Henry Farrell and Daniel Drezner have invited a handful of academics who focus on blogs to a meeting in Chicago to present papers that are intended to become chapters in a book titled “The Power and Political Science of Blogs”. Today and tomorrow, a number of the authors are presenting drafts of their papers for group critique. Up today were Eszter Hargittai and Cass Sunstein. (I’ll cover Hargittai’s talk in this post, Sunstein’s in the next.)
This was a particularly well planned grouping, as Hargittai’s research focused on testing a theory put forward by Sunstein in his book, Republic.com. Building on an idea from Nicholas Negroponte – “the Daily Me”, a digital newspaper custom-tailored to a reader’s interests and concerns – Sunstein worries that the Internet enables users to cocoon themselves in information, hearing only viewpoints they want to hear and never encountering dissenting voices. (Sunstein’s book is very much worth reading, but you can get a feel for his arguments in a shorter essay available online, “The Daily We”.)
Hargittai and collaborator Jason Gallo set out to test what they call Sunstein’s “fragmentation hypothesis”. If Sunstein is right, and the ability to select the news sources we interact with allows us to hear only our own views, we’d expect to see top political bloggers linking only to bloggers with similar political persuasions.
So Hargittai and Gallo created a list of 40 top bloggers (as selected from three blogranking engines), 20 from the left, 20 from the right, all well-linked and all focused on US politics. Then they retrieved seven weeks worth of post data from the blogs and analyzed interlinking between the blogs. In seven weeks, the blogs generated 13,329 posts and 2,609 links to the 40 blogs being tracked. (I think that’s a remarkable finding – roughly one in five blogposts, on average, linked to another very highly ranked blog – that starts looking like something of an insular conversation.)
Tracking only links in blogrolls, Hargittai and Gallo turn up some evidence that conservatives are more willing to link across ideological lines than liberals… but that neither side is particularly good about it – less than 10% of blogroll links are across party lines. Looking at links on a week by week basis, the news is a bit more encouraging – only 40% of conservative blogs hadn’t linked to a liberal blog in the set at least once, and the pattern with liberal blogs was fairly similar.
Using a nifty algorithm I hadn’t seen before – Krackhardt and Stern’s EI Index – Hargittai and Gallo score liberals and conservatives on their insularity – their tendency to link inside their network, rather than outside their network. Unsurprisingly, both groups are highly insular, linking to likeminded blogs more often than those from opposing viewpoints. In one week’s worth of data, liberals look more insular than conservatives; in another, conservatives look more insular than liberals.

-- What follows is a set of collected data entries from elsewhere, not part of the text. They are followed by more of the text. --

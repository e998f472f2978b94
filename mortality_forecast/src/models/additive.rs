//! Additive trend model with changepoints and linear climate regressors
//!
//! The fitted mean is
//!
//! ```text
//! y(t) = k t + m + sum_j d_j (t - s_j)+ + sum_r b_r x_r(t)
//! ```
//!
//! on a rescaled representation. Time is the year-start date of each year
//! measured in years, running from 0 to 1 across the observed history. The
//! target is divided by its largest absolute value and each regressor is
//! standardized with its historical mean and sample standard
//! deviation. Coefficients are the posterior mode under Gaussian priors on
//! `k`, `m` and `b`, a Laplace prior on the trend changes `d`, and a
//! half-normal prior on the noise level. No seasonal terms are fitted:
//! the series are annual.

use crate::climate::ClimateProjection;
use crate::config::ModelSettings;
use crate::error::{ForecastError, Result, SeriesFailure, SeriesResult};
use crate::models::uncertainty::{simulate_intervals, TrendUncertainty};
use crate::models::{FitBudget, ForecastModel, ForecastResult, TrainedForecastModel};
use crate::series::Series;
use crate::utils::series_seed;
use climate_math::stats::{max_abs, mean, sample_std_dev};
use climate_math::{CoordinateDescent, LinearTrend, Penalty, SolveStatus};
use log::debug;

/// Relative change of the noise level at which alternation stops
const SIGMA_TOLERANCE: f64 = 1e-6;
/// Smallest noise variance considered, in scaled units
const MIN_SIGMA_SQUARED: f64 = 1e-10;

/// Untrained additive trend model
#[derive(Debug, Clone)]
pub struct AdditiveTrendModel {
    name: String,
    settings: ModelSettings,
    solver: CoordinateDescent,
}

impl AdditiveTrendModel {
    pub fn new(settings: ModelSettings) -> Result<Self> {
        settings.validate()?;
        let solver = CoordinateDescent::new(settings.max_sweeps, settings.tolerance)
            .map_err(ForecastError::from)?;

        Ok(Self {
            name: format!(
                "Additive trend (changepoint_prior_scale={})",
                settings.changepoint_prior_scale
            ),
            settings,
            solver,
        })
    }

    pub fn settings(&self) -> &ModelSettings {
        &self.settings
    }
}

/// Standardization of one regressor
#[derive(Debug, Clone, PartialEq)]
struct RegressorScale {
    name: String,
    mean: f64,
    scale: f64,
}

impl RegressorScale {
    fn fit(name: &str, values: &[f64]) -> Self {
        let mean = mean(values).unwrap_or(0.0);
        // Constant regressors are only centred, which zeroes their column.
        let scale = match sample_std_dev(values) {
            Ok(sd) if sd.is_finite() && sd > 1e-12 => sd,
            _ => 1.0,
        };
        Self {
            name: name.to_string(),
            mean,
            scale,
        }
    }

    fn apply(&self, value: f64) -> f64 {
        (value - self.mean) / self.scale
    }
}

/// One observed year in scaled coordinates
#[derive(Debug, Clone)]
struct HistoryRow {
    year: i32,
    t: f64,
    regressors: Vec<f64>,
}

/// Additive trend model fitted to one series
#[derive(Debug, Clone)]
pub struct TrainedAdditiveTrend {
    name: String,
    start_year: i32,
    span_years: f64,
    y_scale: f64,
    growth: f64,
    offset: f64,
    changepoints: Vec<f64>,
    deltas: Vec<f64>,
    regressors: Vec<RegressorScale>,
    betas: Vec<f64>,
    sigma: f64,
    history: Vec<HistoryRow>,
    interval_width: f64,
    uncertainty_samples: usize,
    seed: u64,
}

/// Potential changepoint locations: observed times at evenly spaced
/// positions over the first `range` share of history, excluding the first.
fn changepoint_locations(t: &[f64], max_changepoints: usize, range: f64) -> Vec<f64> {
    let hist_size = (t.len() as f64 * range).floor() as usize;
    let count = max_changepoints.min(hist_size.saturating_sub(1));
    if count == 0 {
        return Vec::new();
    }

    let last = (hist_size - 1) as f64;
    (1..=count)
        .map(|j| {
            let index = (j as f64 * last / count as f64).round() as usize;
            t[index]
        })
        .collect()
}

/// Posterior-mode noise variance for a residual sum of squares under a
/// half-normal prior with scale `prior`.
fn noise_variance(rss: f64, n: usize, prior: f64) -> f64 {
    let n = n as f64;
    let inv_prior_sq = 1.0 / (prior * prior);
    let variance = 2.0 * rss / (n + (n * n + 4.0 * rss * inv_prior_sq).sqrt());
    variance.max(MIN_SIGMA_SQUARED)
}

impl ForecastModel for AdditiveTrendModel {
    type Trained = TrainedAdditiveTrend;

    fn train(&self, series: &Series, budget: &FitBudget) -> SeriesResult<TrainedAdditiveTrend> {
        let names = series.regressors();

        for (index, name) in names.iter().enumerate() {
            if series.regressor_values(index).iter().all(|v| v.is_none()) {
                return Err(SeriesFailure::RegressorDegenerate(name.clone()));
            }
        }

        let observed: Vec<_> = series
            .points()
            .iter()
            .filter(|p| p.rate.map(|r| r.is_finite()).unwrap_or(false))
            .collect();
        if observed.len() < 2 {
            return Err(SeriesFailure::InsufficientData(format!(
                "{} observed years, need at least 2",
                observed.len()
            )));
        }

        let mut raw_regressors = vec![Vec::with_capacity(observed.len()); names.len()];
        for point in &observed {
            for (index, name) in names.iter().enumerate() {
                match point.climate[index] {
                    Some(v) if v.is_finite() => raw_regressors[index].push(v),
                    _ => {
                        return Err(SeriesFailure::InsufficientData(format!(
                            "regressor '{}' is missing in {}",
                            name, point.year
                        )))
                    }
                }
            }
        }

        let start_year = observed[0].year;
        let span_years = (observed[observed.len() - 1].year - start_year) as f64;
        if span_years <= 0.0 {
            return Err(SeriesFailure::InsufficientData(
                "observed years span no time".to_string(),
            ));
        }

        let t: Vec<f64> = observed
            .iter()
            .map(|p| (p.year - start_year) as f64 / span_years)
            .collect();

        let y: Vec<f64> = observed.iter().filter_map(|p| p.rate).collect();
        let y_scale = match max_abs(&y) {
            s if s > 0.0 => s,
            _ => 1.0,
        };
        let y: Vec<f64> = y.iter().map(|v| v / y_scale).collect();

        let regressors: Vec<RegressorScale> = names
            .iter()
            .zip(&raw_regressors)
            .map(|(name, values)| RegressorScale::fit(name, values))
            .collect();
        let regressor_columns: Vec<Vec<f64>> = regressors
            .iter()
            .zip(&raw_regressors)
            .map(|(scale, values)| values.iter().map(|v| scale.apply(*v)).collect())
            .collect();

        let changepoints = changepoint_locations(
            &t,
            self.settings.n_changepoints,
            self.settings.changepoint_range,
        );

        let mut columns = Vec::with_capacity(2 + changepoints.len() + names.len());
        let mut penalties = Vec::with_capacity(columns.capacity());
        columns.push(t.clone());
        columns.push(vec![1.0; t.len()]);
        penalties.push(Penalty::gaussian(self.settings.trend_prior_scale));
        penalties.push(Penalty::gaussian(self.settings.trend_prior_scale));
        for &s in &changepoints {
            columns.push(t.iter().map(|&ti| (ti - s).max(0.0)).collect());
            penalties.push(Penalty::laplace(self.settings.changepoint_prior_scale));
        }
        for column in regressor_columns.iter() {
            columns.push(column.clone());
            penalties.push(Penalty::gaussian(self.settings.regressor_prior_scale));
        }

        // Warm start from the straight line through the data.
        let line = LinearTrend::fit(&t, &y)
            .map_err(|e| SeriesFailure::InsufficientData(e.to_string()))?;
        let mut coefficients = vec![0.0; columns.len()];
        coefficients[0] = line.slope();
        coefficients[1] = line.intercept();

        let line_rss: f64 = t
            .iter()
            .zip(&y)
            .map(|(&ti, &yi)| (yi - line.evaluate(ti)).powi(2))
            .sum();
        let mut sigma_sq = noise_variance(line_rss, y.len(), self.settings.sigma_prior_scale);

        let mut updates = 0;
        loop {
            budget.check()?;
            updates += 1;

            let solution = self
                .solver
                .solve_with_interrupt(
                    &columns,
                    &y,
                    &penalties,
                    1.0 / sigma_sq,
                    &coefficients,
                    || budget.is_exhausted(),
                )
                .map_err(|e| SeriesFailure::NonConvergence(e.to_string()))?;

            match solution.status {
                SolveStatus::Converged => {}
                SolveStatus::Interrupted => {
                    budget.check()?;
                    return Err(SeriesFailure::NonConvergence(
                        "optimiser interrupted".to_string(),
                    ));
                }
                SolveStatus::SweepLimit => {
                    return Err(SeriesFailure::NonConvergence(format!(
                        "coefficients still moving after {} sweeps",
                        solution.sweeps
                    )));
                }
            }

            coefficients = solution.coefficients;
            let next = noise_variance(
                solution.residual_sum_squares,
                y.len(),
                self.settings.sigma_prior_scale,
            );
            let settled = ((next.sqrt() - sigma_sq.sqrt()) / sigma_sq.sqrt()).abs() < SIGMA_TOLERANCE;
            sigma_sq = next;

            if settled || updates >= self.settings.max_noise_updates {
                break;
            }
        }

        if !sigma_sq.is_finite() || coefficients.iter().any(|c| !c.is_finite()) {
            return Err(SeriesFailure::NonConvergence(
                "fit produced non-finite parameters".to_string(),
            ));
        }

        let n_changepoints = changepoints.len();
        let deltas = coefficients[2..2 + n_changepoints].to_vec();
        let betas = coefficients[2 + n_changepoints..].to_vec();

        let history = observed
            .iter()
            .enumerate()
            .map(|(i, p)| HistoryRow {
                year: p.year,
                t: t[i],
                regressors: regressor_columns.iter().map(|col| col[i]).collect(),
            })
            .collect();

        let trained = TrainedAdditiveTrend {
            name: self.name.clone(),
            start_year,
            span_years,
            y_scale,
            growth: coefficients[0],
            offset: coefficients[1],
            changepoints,
            deltas,
            regressors,
            betas,
            sigma: sigma_sq.sqrt(),
            history,
            interval_width: self.settings.interval_width,
            uncertainty_samples: self.settings.uncertainty_samples,
            seed: series_seed(self.settings.seed, series.country(), series.cause()),
        };

        debug!(
            "{} / {}: fitted {} years, {} changepoints, sigma {:.3e}, {} noise updates, effects {:?}",
            series.country(),
            series.cause(),
            y.len(),
            n_changepoints,
            trained.sigma(),
            updates,
            trained.regressor_effects()
        );
        Ok(trained)
    }

    fn name(&self) -> &str {
        &self.name
    }
}

impl TrainedAdditiveTrend {
    /// Trend component at scaled time `t`, in scaled units
    fn trend(&self, t: f64) -> f64 {
        let changes: f64 = self
            .changepoints
            .iter()
            .zip(&self.deltas)
            .map(|(s, d)| d * (t - s).max(0.0))
            .sum();
        self.growth * t + self.offset + changes
    }

    fn regression(&self, standardized: &[f64]) -> f64 {
        self.betas.iter().zip(standardized).map(|(b, x)| b * x).sum()
    }

    fn scaled_time(&self, year: i32) -> f64 {
        (year - self.start_year) as f64 / self.span_years
    }

    /// Regressor coefficients per standardized unit, in rate units
    pub fn regressor_effects(&self) -> Vec<(String, f64)> {
        self.regressors
            .iter()
            .zip(&self.betas)
            .map(|(r, b)| (r.name.clone(), b * self.y_scale))
            .collect()
    }

    /// Observation noise standard deviation, in rate units
    pub fn sigma(&self) -> f64 {
        self.sigma * self.y_scale
    }
}

impl TrainedForecastModel for TrainedAdditiveTrend {
    fn predict(&self, future: &ClimateProjection) -> SeriesResult<ForecastResult> {
        let projected = self
            .regressors
            .iter()
            .map(|r| {
                future
                    .values(&r.name)
                    .ok_or_else(|| SeriesFailure::MissingColumn(r.name.clone()))
            })
            .collect::<SeriesResult<Vec<_>>>()?;

        let years = future.years();
        let mut future_t = Vec::with_capacity(years.len());
        let mut point = Vec::with_capacity(years.len());
        for (i, &year) in years.iter().enumerate() {
            let t = self.scaled_time(year);
            let standardized: Vec<f64> = self
                .regressors
                .iter()
                .zip(&projected)
                .map(|(scale, values)| scale.apply(values[i]))
                .collect();
            future_t.push(t);
            point.push(self.trend(t) + self.regression(&standardized));
        }

        let mean_abs_delta = if self.deltas.is_empty() {
            0.0
        } else {
            self.deltas.iter().map(|d| d.abs()).sum::<f64>() / self.deltas.len() as f64
        };
        let uncertainty = TrendUncertainty {
            changepoint_rate: self.changepoints.len() as f64,
            delta_scale: mean_abs_delta,
            sigma: self.sigma,
        };
        let intervals = simulate_intervals(
            &future_t,
            &point,
            &uncertainty,
            self.uncertainty_samples,
            self.interval_width,
            self.seed,
        )?;

        let values: Vec<f64> = point.iter().map(|v| v * self.y_scale).collect();
        let intervals = intervals
            .into_iter()
            .zip(&values)
            .map(|((lower, upper), &yhat)| {
                (
                    (lower * self.y_scale).min(yhat),
                    (upper * self.y_scale).max(yhat),
                )
            })
            .collect();

        ForecastResult::new(years, values, intervals, self.interval_width)
    }

    fn fitted(&self) -> Vec<(i32, f64)> {
        self.history
            .iter()
            .map(|row| {
                let value = self.trend(row.t) + self.regression(&row.regressors);
                (row.year, value * self.y_scale)
            })
            .collect()
    }

    fn name(&self) -> &str {
        &self.name
    }
}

Lots of what Hargittai and Gallo cover has been covered by Natalie Glance and Lada Adamic in a paper called “Divided they Blog” – I blogged Natalie’s presentation of the paper in Chiba a few months back. But Hargittai and Gallo go an interesting step forward and hand-classify the content of some of the posts in their set. (Given the size of the set, and the work involved, it’s not a surprise that they’ve only been able to classify a small subset.) They classify each post as “Agreement”, “Disagreement”, “Redirect” – i.e., a value-neutral reference to another post, “non-Political” – i.e., a reference to another blogger in a non-political context, and “Straw Man”, a dismissive and unfair attack on another position. (This last category proved problematic for some of the audience today – dismissing someone as a jerk is more common in this category than restating a weakened version of their argument, a true “straw man”.)
You’ll be unsurprised – though possibly disappointed – to discover that most cross-ideological blogging falls into the “straw man” or “dismissive” camp – 41% of conservative to liberal links, 62% of liberal to conservative links. Redirection is pretty frequent within ideologies, substantive agreement is pretty infrequent (right on, David!) and substantive disagreement is almost nonexistent within party groupings – there’s one instance of a liberal blog linking to another liberal blog and disagreeing and no instances within the conservative blogs. (Admittedly, it’s a small sample set – it will be interesting to see if the finding holds in a larger set.)
Hargittai argues that links across ideological boundaries are indications that conversations are taking place and that people are encountering different views in the blogopshere, even if they’re responding to these views by writing about them dismissively. I suspect Sunstein might have been more interested in the lack of disagreement finding, a result that paralells some of the findings on group deliberation he spoke about today.
Jay Rosen pointed out that an interesting dimension to the study might be to look at what media sources conservatives and liberals link to. Do both link equally to the New York Times, or do only liberals link there? Or do conservatives link and dismiss or critique coverage? It strikes me that some of the work I’ve been trying to do on my headliner research, looking to see which headlines from the Times, the BBC and other sources bloggers choose to link to, could be pretty easily adapted to try to answer this question. Hmm, more papers to write.
More about the research Eszter presented today on her blog.
Eszter presented an early version of this research at MeshForum 2005, I will try to get the audio of that talk (it was fairly short) up if I can clean it up sufficiently.